- **YOUR OBJECTIVE**
Report every line in the records below that holds the word "clock".

--------------------------------

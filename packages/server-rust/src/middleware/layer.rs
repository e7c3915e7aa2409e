//! Tower middleware that gives every HTTP request its own context boundary.
//!
//! The boundary is opened before the inner service is called, so both the
//! synchronous part of `call` and the returned future see the request's
//! context. The context is cleared when the inner future completes. A request
//! whose headers fail extraction or validation is logged and served with an
//! empty boundary; turning that into an access-denied response is up to the
//! handlers.

use std::future::Future;
use std::pin::Pin;
use std::sync::Arc;
use std::task::{Context, Poll};

use http::Request;
use tenantscope_core::{IsolationError, MultiLevelContext};
use tower::{Layer, Service};
use tracing::{debug, field, info_span, warn, Instrument, Span};

use super::extract::ContextExtractor;
use crate::context::{ContextHandle, RequestContextStore, TenantContextManager};

// ---------------------------------------------------------------------------
// TenantContextLayer
// ---------------------------------------------------------------------------

#[derive(Debug, Clone)]
pub struct TenantContextLayer {
    manager: Arc<TenantContextManager>,
    extractor: ContextExtractor,
}

impl TenantContextLayer {
    #[must_use]
    pub fn new(manager: Arc<TenantContextManager>, extractor: ContextExtractor) -> Self {
        Self { manager, extractor }
    }
}

impl<S> Layer<S> for TenantContextLayer {
    type Service = TenantContextService<S>;

    fn layer(&self, inner: S) -> Self::Service {
        TenantContextService {
            inner,
            manager: Arc::clone(&self.manager),
            extractor: self.extractor.clone(),
        }
    }
}

// ---------------------------------------------------------------------------
// TenantContextService
// ---------------------------------------------------------------------------

#[derive(Debug, Clone)]
pub struct TenantContextService<S> {
    inner: S,
    manager: Arc<TenantContextManager>,
    extractor: ContextExtractor,
}

impl<S, B> Service<Request<B>> for TenantContextService<S>
where
    S: Service<Request<B>> + Send,
    S::Future: Send + 'static,
{
    type Response = S::Response;
    type Error = S::Error;
    type Future = Pin<Box<dyn Future<Output = Result<S::Response, S::Error>> + Send>>;

    fn poll_ready(&mut self, cx: &mut Context<'_>) -> Poll<Result<(), Self::Error>> {
        self.inner.poll_ready(cx)
    }

    fn call(&mut self, req: Request<B>) -> Self::Future {
        let span = info_span!(
            "tenant_context",
            method = %req.method(),
            path = %req.uri().path(),
            tenant_id = field::Empty,
        );
        let extracted = self.extractor.extract(req.headers());
        let manager = Arc::clone(&self.manager);
        let inner = &mut self.inner;

        let fut = RequestContextStore::enter(ContextHandle::default(), || {
            let _entered = span.enter();
            install(&manager, extracted, &span);
            let response = inner.call(req);
            RequestContextStore::propagate(async move {
                let result = response.await;
                manager.clear_context();
                result
            })
        });
        Box::pin(fut.instrument(span))
    }
}

fn install(
    manager: &TenantContextManager,
    extracted: Result<Option<MultiLevelContext>, IsolationError>,
    span: &Span,
) {
    match extracted {
        Ok(Some(ctx)) => {
            let tenant_id = ctx.tenant_id().to_owned();
            match manager.set_multi_level_context(ctx) {
                Ok(()) => {
                    span.record("tenant_id", tenant_id.as_str());
                }
                Err(err) => {
                    warn!(tenant_id = %tenant_id, error = %err, "continuing without tenant context");
                }
            }
        }
        Ok(None) => debug!("request carries no tenant context"),
        Err(err) => warn!(error = %err, "continuing without tenant context"),
    }
}
//! Key-prefix isolation: hierarchy ids become a prefix on shared storage keys.
//!
//! ```text
//! tenant_key("user:456", "tenant-123")   -> tenant:tenant-123:user:456
//! isolation_key("u:1", user-level ctx)    -> multi:tenant:tenant-123:org:org-456:dept:dept-789:user:user-101:u:1
//! isolation_namespace(user-level ctx)    -> tenant_tenant-123:org_org-456:dept_dept-789:user_user-101
//! ```

use std::sync::Arc;

use chrono::SecondsFormat;
use serde_json::{Map, Value};

use super::envelope::{self, ISOLATED_AT_FIELD, LEVEL_FIELD, TENANT_FIELD};
use super::{enforce_max_length, scoped_segments, IsolationStrategy, StrategyKind};
use crate::clock::ClockSource;
use crate::config::IsolationConfig;
use crate::context::MultiLevelContext;
use crate::error::IsolationError;

/// The fully specified isolation strategy.
#[derive(Debug)]
pub struct KeyPrefixStrategy {
    config: Arc<IsolationConfig>,
    clock: Arc<dyn ClockSource>,
}

impl KeyPrefixStrategy {
    #[must_use]
    pub fn new(config: Arc<IsolationConfig>, clock: Arc<dyn ClockSource>) -> Self {
        Self { config, clock }
    }

    #[must_use]
    pub fn config(&self) -> &IsolationConfig {
        &self.config
    }

    fn isolated_at(&self) -> Value {
        Value::String(
            self.clock
                .now()
                .to_rfc3339_opts(SecondsFormat::Millis, true),
        )
    }
}

impl IsolationStrategy for KeyPrefixStrategy {
    fn kind(&self) -> StrategyKind {
        StrategyKind::KeyPrefix
    }

    fn tenant_key(&self, key: &str, tenant_id: &str) -> String {
        format!("{}{tenant_id}:{key}", self.config.key_prefix)
    }

    fn tenant_namespace(&self, tenant_id: &str) -> String {
        format!("{}{tenant_id}", self.config.namespace_prefix)
    }

    fn isolate_data(&self, data: &Value, tenant_id: &str) -> Value {
        let mut tags = Map::with_capacity(2);
        tags.insert(TENANT_FIELD.to_string(), Value::String(tenant_id.to_string()));
        tags.insert(ISOLATED_AT_FIELD.to_string(), self.isolated_at());
        envelope::seal(data, tags)
    }

    fn extract_tenant_data(&self, data: &Value, tenant_id: &str) -> Result<Value, IsolationError> {
        let found = envelope::tag(data, TENANT_FIELD)?;
        if found == Some(tenant_id) {
            Ok(envelope::open(data))
        } else {
            tracing::warn!(
                expected = tenant_id,
                found = ?found,
                "tenant envelope mismatch"
            );
            Err(IsolationError::IsolationMismatch {
                expected: tenant_id.to_string(),
                found: found.map(str::to_owned),
            })
        }
    }

    fn isolation_key(&self, key: &str, ctx: &MultiLevelContext) -> Result<String, IsolationError> {
        let segments = scoped_segments(ctx, &self.config)?;
        let mut out = String::with_capacity(
            self.config.multi_level_prefix.len()
                + segments
                    .iter()
                    .map(|s| s.level.label().len() + s.id.len() + 2)
                    .sum::<usize>()
                + key.len(),
        );
        out.push_str(&self.config.multi_level_prefix);
        for segment in &segments {
            out.push_str(segment.level.label());
            out.push(':');
            out.push_str(segment.id);
            out.push(':');
        }
        out.push_str(key);
        enforce_max_length(out, self.config.max_key_length)
    }

    fn isolation_namespace(&self, ctx: &MultiLevelContext) -> Result<String, IsolationError> {
        let segments = scoped_segments(ctx, &self.config)?;
        let mut out = self.tenant_namespace(ctx.tenant_id());
        for segment in segments.iter().skip(1) {
            out.push(':');
            out.push_str(segment.level.label());
            out.push('_');
            out.push_str(segment.id);
        }
        enforce_max_length(out, self.config.max_key_length)
    }

    fn isolate_multi_level(
        &self,
        data: &Value,
        ctx: &MultiLevelContext,
    ) -> Result<Value, IsolationError> {
        let segments = scoped_segments(ctx, &self.config)?;
        let mut tags = Map::with_capacity(segments.len() + 2);
        for segment in &segments {
            tags.insert(
                envelope::level_field(segment.level).to_string(),
                Value::String(segment.id.to_string()),
            );
        }
        tags.insert(
            LEVEL_FIELD.to_string(),
            Value::String(ctx.isolation_level.as_str().to_string()),
        );
        tags.insert(ISOLATED_AT_FIELD.to_string(), self.isolated_at());
        Ok(envelope::seal(data, tags))
    }

    fn extract_data(&self, data: &Value, ctx: &MultiLevelContext) -> Result<Value, IsolationError> {
        envelope::check_hierarchy_tags(data, ctx)?;
        Ok(envelope::open(data))
    }
}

--------------------------------

- **RESPONSE AREA**
use crate::clock::ClockSource;
    clock: Arc<dyn ClockSource>,
    pub fn new(config: Arc<IsolationConfig>, clock: Arc<dyn ClockSource>) -> Self {
        Self { config, clock }
            self.clock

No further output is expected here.